— Problem statement —
Reproduce the whole of the data exactly.

— Listed entries —
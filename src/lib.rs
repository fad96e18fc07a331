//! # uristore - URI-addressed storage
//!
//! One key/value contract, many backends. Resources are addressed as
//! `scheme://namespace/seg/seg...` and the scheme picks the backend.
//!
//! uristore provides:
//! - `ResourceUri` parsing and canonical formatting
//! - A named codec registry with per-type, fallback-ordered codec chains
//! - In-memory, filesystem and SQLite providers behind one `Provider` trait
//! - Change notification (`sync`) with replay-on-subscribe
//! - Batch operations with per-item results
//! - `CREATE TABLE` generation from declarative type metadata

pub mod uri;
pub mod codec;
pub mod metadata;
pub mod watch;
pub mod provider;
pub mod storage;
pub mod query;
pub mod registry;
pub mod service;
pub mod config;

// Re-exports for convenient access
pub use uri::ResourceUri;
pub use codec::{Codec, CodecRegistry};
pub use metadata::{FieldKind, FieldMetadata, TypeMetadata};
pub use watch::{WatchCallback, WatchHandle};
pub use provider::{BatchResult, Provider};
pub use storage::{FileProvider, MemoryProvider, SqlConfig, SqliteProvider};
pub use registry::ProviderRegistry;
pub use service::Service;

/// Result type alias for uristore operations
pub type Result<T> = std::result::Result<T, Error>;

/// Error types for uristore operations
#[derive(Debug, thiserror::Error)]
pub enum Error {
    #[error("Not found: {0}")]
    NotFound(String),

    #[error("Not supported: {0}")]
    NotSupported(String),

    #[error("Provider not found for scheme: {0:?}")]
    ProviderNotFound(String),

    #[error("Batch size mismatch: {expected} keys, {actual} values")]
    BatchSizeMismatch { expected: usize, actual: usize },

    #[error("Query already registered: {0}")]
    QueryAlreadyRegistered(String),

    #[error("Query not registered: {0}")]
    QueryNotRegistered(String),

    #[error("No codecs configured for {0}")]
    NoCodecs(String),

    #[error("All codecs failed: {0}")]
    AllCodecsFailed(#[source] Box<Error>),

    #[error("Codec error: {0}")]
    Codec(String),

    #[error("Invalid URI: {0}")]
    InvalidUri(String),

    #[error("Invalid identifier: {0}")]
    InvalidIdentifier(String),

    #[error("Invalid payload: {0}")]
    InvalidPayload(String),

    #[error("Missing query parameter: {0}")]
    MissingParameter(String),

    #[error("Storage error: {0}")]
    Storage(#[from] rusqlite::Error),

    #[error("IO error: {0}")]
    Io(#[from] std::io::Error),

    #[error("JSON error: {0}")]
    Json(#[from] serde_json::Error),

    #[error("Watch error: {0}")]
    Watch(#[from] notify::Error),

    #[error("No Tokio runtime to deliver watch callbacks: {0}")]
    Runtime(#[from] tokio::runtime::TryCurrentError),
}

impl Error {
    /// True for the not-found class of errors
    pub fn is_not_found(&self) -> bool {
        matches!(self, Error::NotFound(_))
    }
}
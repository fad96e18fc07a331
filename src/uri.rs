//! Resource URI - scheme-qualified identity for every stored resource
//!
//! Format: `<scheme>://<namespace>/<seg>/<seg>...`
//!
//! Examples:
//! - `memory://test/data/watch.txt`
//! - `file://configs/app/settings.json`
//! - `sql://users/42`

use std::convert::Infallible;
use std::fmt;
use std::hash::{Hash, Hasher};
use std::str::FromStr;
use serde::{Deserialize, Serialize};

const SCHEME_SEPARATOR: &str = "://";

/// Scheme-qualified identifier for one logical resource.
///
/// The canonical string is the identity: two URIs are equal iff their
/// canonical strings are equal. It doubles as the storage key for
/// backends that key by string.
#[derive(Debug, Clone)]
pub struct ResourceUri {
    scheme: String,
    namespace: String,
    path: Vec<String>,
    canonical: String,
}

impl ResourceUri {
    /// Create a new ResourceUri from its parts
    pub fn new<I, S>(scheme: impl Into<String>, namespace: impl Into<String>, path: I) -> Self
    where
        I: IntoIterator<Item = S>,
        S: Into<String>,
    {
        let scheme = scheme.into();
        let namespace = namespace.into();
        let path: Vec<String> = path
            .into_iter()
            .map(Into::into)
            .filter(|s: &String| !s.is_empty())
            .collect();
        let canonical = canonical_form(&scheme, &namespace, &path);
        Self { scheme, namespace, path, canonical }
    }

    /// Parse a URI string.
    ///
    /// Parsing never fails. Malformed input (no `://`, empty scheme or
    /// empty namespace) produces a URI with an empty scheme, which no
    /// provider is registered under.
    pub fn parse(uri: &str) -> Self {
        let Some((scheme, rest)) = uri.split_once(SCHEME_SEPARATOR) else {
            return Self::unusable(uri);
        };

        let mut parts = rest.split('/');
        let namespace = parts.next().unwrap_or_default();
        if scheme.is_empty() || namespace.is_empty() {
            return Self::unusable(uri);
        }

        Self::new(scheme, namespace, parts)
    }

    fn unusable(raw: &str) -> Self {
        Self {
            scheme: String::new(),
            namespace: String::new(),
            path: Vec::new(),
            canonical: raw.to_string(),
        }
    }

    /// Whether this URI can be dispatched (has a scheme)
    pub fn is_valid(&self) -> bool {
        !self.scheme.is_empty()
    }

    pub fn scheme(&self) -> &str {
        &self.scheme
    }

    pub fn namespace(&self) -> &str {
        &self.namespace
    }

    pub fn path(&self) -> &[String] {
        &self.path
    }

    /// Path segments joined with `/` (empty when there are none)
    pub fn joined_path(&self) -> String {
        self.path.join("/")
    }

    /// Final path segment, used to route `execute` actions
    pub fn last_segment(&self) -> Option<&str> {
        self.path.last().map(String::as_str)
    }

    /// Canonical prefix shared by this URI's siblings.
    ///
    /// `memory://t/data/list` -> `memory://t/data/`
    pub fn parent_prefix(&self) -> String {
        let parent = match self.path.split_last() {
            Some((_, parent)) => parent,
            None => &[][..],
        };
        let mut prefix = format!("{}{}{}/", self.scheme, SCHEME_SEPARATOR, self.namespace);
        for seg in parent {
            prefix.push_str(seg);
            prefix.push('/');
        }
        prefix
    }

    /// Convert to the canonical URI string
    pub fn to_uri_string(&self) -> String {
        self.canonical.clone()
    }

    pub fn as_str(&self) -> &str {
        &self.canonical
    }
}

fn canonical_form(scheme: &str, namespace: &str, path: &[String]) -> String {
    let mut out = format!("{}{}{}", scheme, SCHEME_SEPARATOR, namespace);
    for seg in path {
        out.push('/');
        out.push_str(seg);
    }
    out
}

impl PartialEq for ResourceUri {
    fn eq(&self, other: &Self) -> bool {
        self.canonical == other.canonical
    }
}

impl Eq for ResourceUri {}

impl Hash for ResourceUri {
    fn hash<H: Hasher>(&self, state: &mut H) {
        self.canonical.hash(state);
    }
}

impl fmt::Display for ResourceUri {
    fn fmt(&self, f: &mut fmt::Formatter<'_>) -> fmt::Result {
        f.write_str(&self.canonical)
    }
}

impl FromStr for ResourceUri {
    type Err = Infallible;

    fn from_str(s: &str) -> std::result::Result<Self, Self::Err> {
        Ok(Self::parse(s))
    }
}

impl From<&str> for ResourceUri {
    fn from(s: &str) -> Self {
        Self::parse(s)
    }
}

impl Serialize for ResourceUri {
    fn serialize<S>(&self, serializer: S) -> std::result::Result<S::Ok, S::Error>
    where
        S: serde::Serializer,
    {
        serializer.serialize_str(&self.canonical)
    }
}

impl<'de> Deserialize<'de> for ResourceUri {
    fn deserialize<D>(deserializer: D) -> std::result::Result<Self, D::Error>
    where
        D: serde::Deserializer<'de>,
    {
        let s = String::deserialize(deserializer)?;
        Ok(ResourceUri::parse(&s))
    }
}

— Task solution —
filename src/lib.rs
repository fad96e18fc07a331
//! # uristore - URI-addressed storage
//!
//! One key/value contract, many backends. Resources are addressed as
//! `scheme://namespace/seg/seg...` and the scheme picks the backend.
//!
//! uristore provides:
//! - `ResourceUri` parsing and canonical formatting
//! - A named codec registry with per-type, fallback-ordered codec chains
//! - In-memory, filesystem and SQLite providers behind one `Provider` trait
//! - Change notification (`sync`) with replay-on-subscribe
//! - Batch operations with per-item results
//! - `CREATE TABLE` generation from declarative type metadata

pub mod uri;
pub mod codec;
pub mod metadata;
pub mod watch;
pub mod provider;
pub mod storage;
pub mod query;
pub mod registry;
pub mod service;
pub mod config;

// Re-exports for convenient access
pub use uri::ResourceUri;
pub use codec::{Codec, CodecRegistry};
pub use metadata::{FieldKind, FieldMetadata, TypeMetadata};
pub use watch::{WatchCallback, WatchHandle};
pub use provider::{BatchResult, Provider};
pub use storage::{FileProvider, MemoryProvider, SqlConfig, SqliteProvider};
pub use registry::ProviderRegistry;
pub use service::Service;

/// Result type alias for uristore operations
pub type Result<T> = std::result::Result<T, Error>;

/// Error types for uristore operations
#[derive(Debug, thiserror::Error)]
pub enum Error {
    #[error("Not found: {0}")]
    NotFound(String),

    #[error("Not supported: {0}")]
    NotSupported(String),

    #[error("Provider not found for scheme: {0:?}")]
    ProviderNotFound(String),

    #[error("Batch size mismatch: {expected} keys, {actual} values")]
    BatchSizeMismatch { expected: usize, actual: usize },

    #[error("Query already registered: {0}")]
    QueryAlreadyRegistered(String),

    #[error("Query not registered: {0}")]
    QueryNotRegistered(String),

    #[error("No codecs configured for {0}")]
    NoCodecs(String),

    #[error("All codecs failed: {0}")]
    AllCodecsFailed(#[source] Box<Error>),

    #[error("Codec error: {0}")]
    Codec(String),

    #[error("Invalid URI: {0}")]
    InvalidUri(String),

    #[error("Invalid identifier: {0}")]
    InvalidIdentifier(String),

    #[error("Invalid payload: {0}")]
    InvalidPayload(String),

    #[error("Missing query parameter: {0}")]
    MissingParameter(String),

    #[error("Storage error: {0}")]
    Storage(#[from] rusqlite::Error),

    #[error("IO error: {0}")]
    Io(#[from] std::io::Error),

    #[error("JSON error: {0}")]
    Json(#[from] serde_json::Error),

    #[error("Watch error: {0}")]
    Watch(#[from] notify::Error),

    #[error("No Tokio runtime to deliver watch callbacks: {0}")]
    Runtime(#[from] tokio::runtime::TryCurrentError),
}

impl Error {
    /// True for the not-found class of errors
    pub fn is_not_found(&self) -> bool {
        matches!(self, Error::NotFound(_))
    }
}
repository fad96e18fc07a331
filename src/uri.rs
//! Resource URI - scheme-qualified identity for every stored resource
//!
//! Format: `<scheme>://<namespace>/<seg>/<seg>...`
//!
//! Examples:
//! - `memory://test/data/watch.txt`
//! - `file://configs/app/settings.json`
//! - `sql://users/42`

use std::convert::Infallible;
use std::fmt;
use std::hash::{Hash, Hasher};
use std::str::FromStr;
use serde::{Deserialize, Serialize};

const SCHEME_SEPARATOR: &str = "://";

/// Scheme-qualified identifier for one logical resource.
///
/// The canonical string is the identity: two URIs are equal iff their
/// canonical strings are equal. It doubles as the storage key for
/// backends that key by string.
#[derive(Debug, Clone)]
pub struct ResourceUri {
    scheme: String,
    namespace: String,
    path: Vec<String>,
    canonical: String,
}

impl ResourceUri {
    /// Create a new ResourceUri from its parts
    pub fn new<I, S>(scheme: impl Into<String>, namespace: impl Into<String>, path: I) -> Self
    where
        I: IntoIterator<Item = S>,
        S: Into<String>,
    {
        let scheme = scheme.into();
        let namespace = namespace.into();
        let path: Vec<String> = path
            .into_iter()
            .map(Into::into)
            .filter(|s: &String| !s.is_empty())
            .collect();
        let canonical = canonical_form(&scheme, &namespace, &path);
        Self { scheme, namespace, path, canonical }
    }

    /// Parse a URI string.
    ///
    /// Parsing never fails. Malformed input (no `://`, empty scheme or
    /// empty namespace) produces a URI with an empty scheme, which no
    /// provider is registered under.
    pub fn parse(uri: &str) -> Self {
        let Some((scheme, rest)) = uri.split_once(SCHEME_SEPARATOR) else {
            return Self::unusable(uri);
        };

        let mut parts = rest.split('/');
        let namespace = parts.next().unwrap_or_default();
        if scheme.is_empty() || namespace.is_empty() {
            return Self::unusable(uri);
        }

        Self::new(scheme, namespace, parts)
    }

    fn unusable(raw: &str) -> Self {
        Self {
            scheme: String::new(),
            namespace: String::new(),
            path: Vec::new(),
            canonical: raw.to_string(),
        }
    }

    /// Whether this URI can be dispatched (has a scheme)
    pub fn is_valid(&self) -> bool {
        !self.scheme.is_empty()
    }

    pub fn scheme(&self) -> &str {
        &self.scheme
    }

    pub fn namespace(&self) -> &str {
        &self.namespace
    }

    pub fn path(&self) -> &[String] {
        &self.path
    }

    /// Path segments joined with `/` (empty when there are none)
    pub fn joined_path(&self) -> String {
        self.path.join("/")
    }

    /// Final path segment, used to route `execute` actions
    pub fn last_segment(&self) -> Option<&str> {
        self.path.last().map(String::as_str)
    }

    /// Canonical prefix shared by this URI's siblings.
    ///
    /// `memory://t/data/list` -> `memory://t/data/`
    pub fn parent_prefix(&self) -> String {
        let parent = match self.path.split_last() {
            Some((_, parent)) => parent,
            None => &[][..],
        };
        let mut prefix = format!("{}{}{}/", self.scheme, SCHEME_SEPARATOR, self.namespace);
        for seg in parent {
            prefix.push_str(seg);
            prefix.push('/');
        }
        prefix
    }

    /// Convert to the canonical URI string
    pub fn to_uri_string(&self) -> String {
        self.canonical.clone()
    }

    pub fn as_str(&self) -> &str {
        &self.canonical
    }
}

fn canonical_form(scheme: &str, namespace: &str, path: &[String]) -> String {
    let mut out = format!("{}{}{}", scheme, SCHEME_SEPARATOR, namespace);
    for seg in path {
        out.push('/');
        out.push_str(seg);
    }
    out
}

impl PartialEq for ResourceUri {
    fn eq(&self, other: &Self) -> bool {
        self.canonical == other.canonical
    }
}

impl Eq for ResourceUri {}

impl Hash for ResourceUri {
    fn hash<H: Hasher>(&self, state: &mut H) {
        self.canonical.hash(state);
    }
}

impl fmt::Display for ResourceUri {
    fn fmt(&self, f: &mut fmt::Formatter<'_>) -> fmt::Result {
        f.write_str(&self.canonical)
    }
}

impl FromStr for ResourceUri {
    type Err = Infallible;

    fn from_str(s: &str) -> std::result::Result<Self, Self::Err> {
        Ok(Self::parse(s))
    }
}

impl From<&str> for ResourceUri {
    fn from(s: &str) -> Self {
        Self::parse(s)
    }
}

impl Serialize for ResourceUri {
    fn serialize<S>(&self, serializer: S) -> std::result::Result<S::Ok, S::Error>
    where
        S: serde::Serializer,
    {
        serializer.serialize_str(&self.canonical)
    }
}

impl<'de> Deserialize<'de> for ResourceUri {
    fn deserialize<D>(deserializer: D) -> std::result::Result<Self, D::Error>
    where
        D: serde::Deserializer<'de>,
    {
        let s = String::deserialize(deserializer)?;
        Ok(ResourceUri::parse(&s))
    }
}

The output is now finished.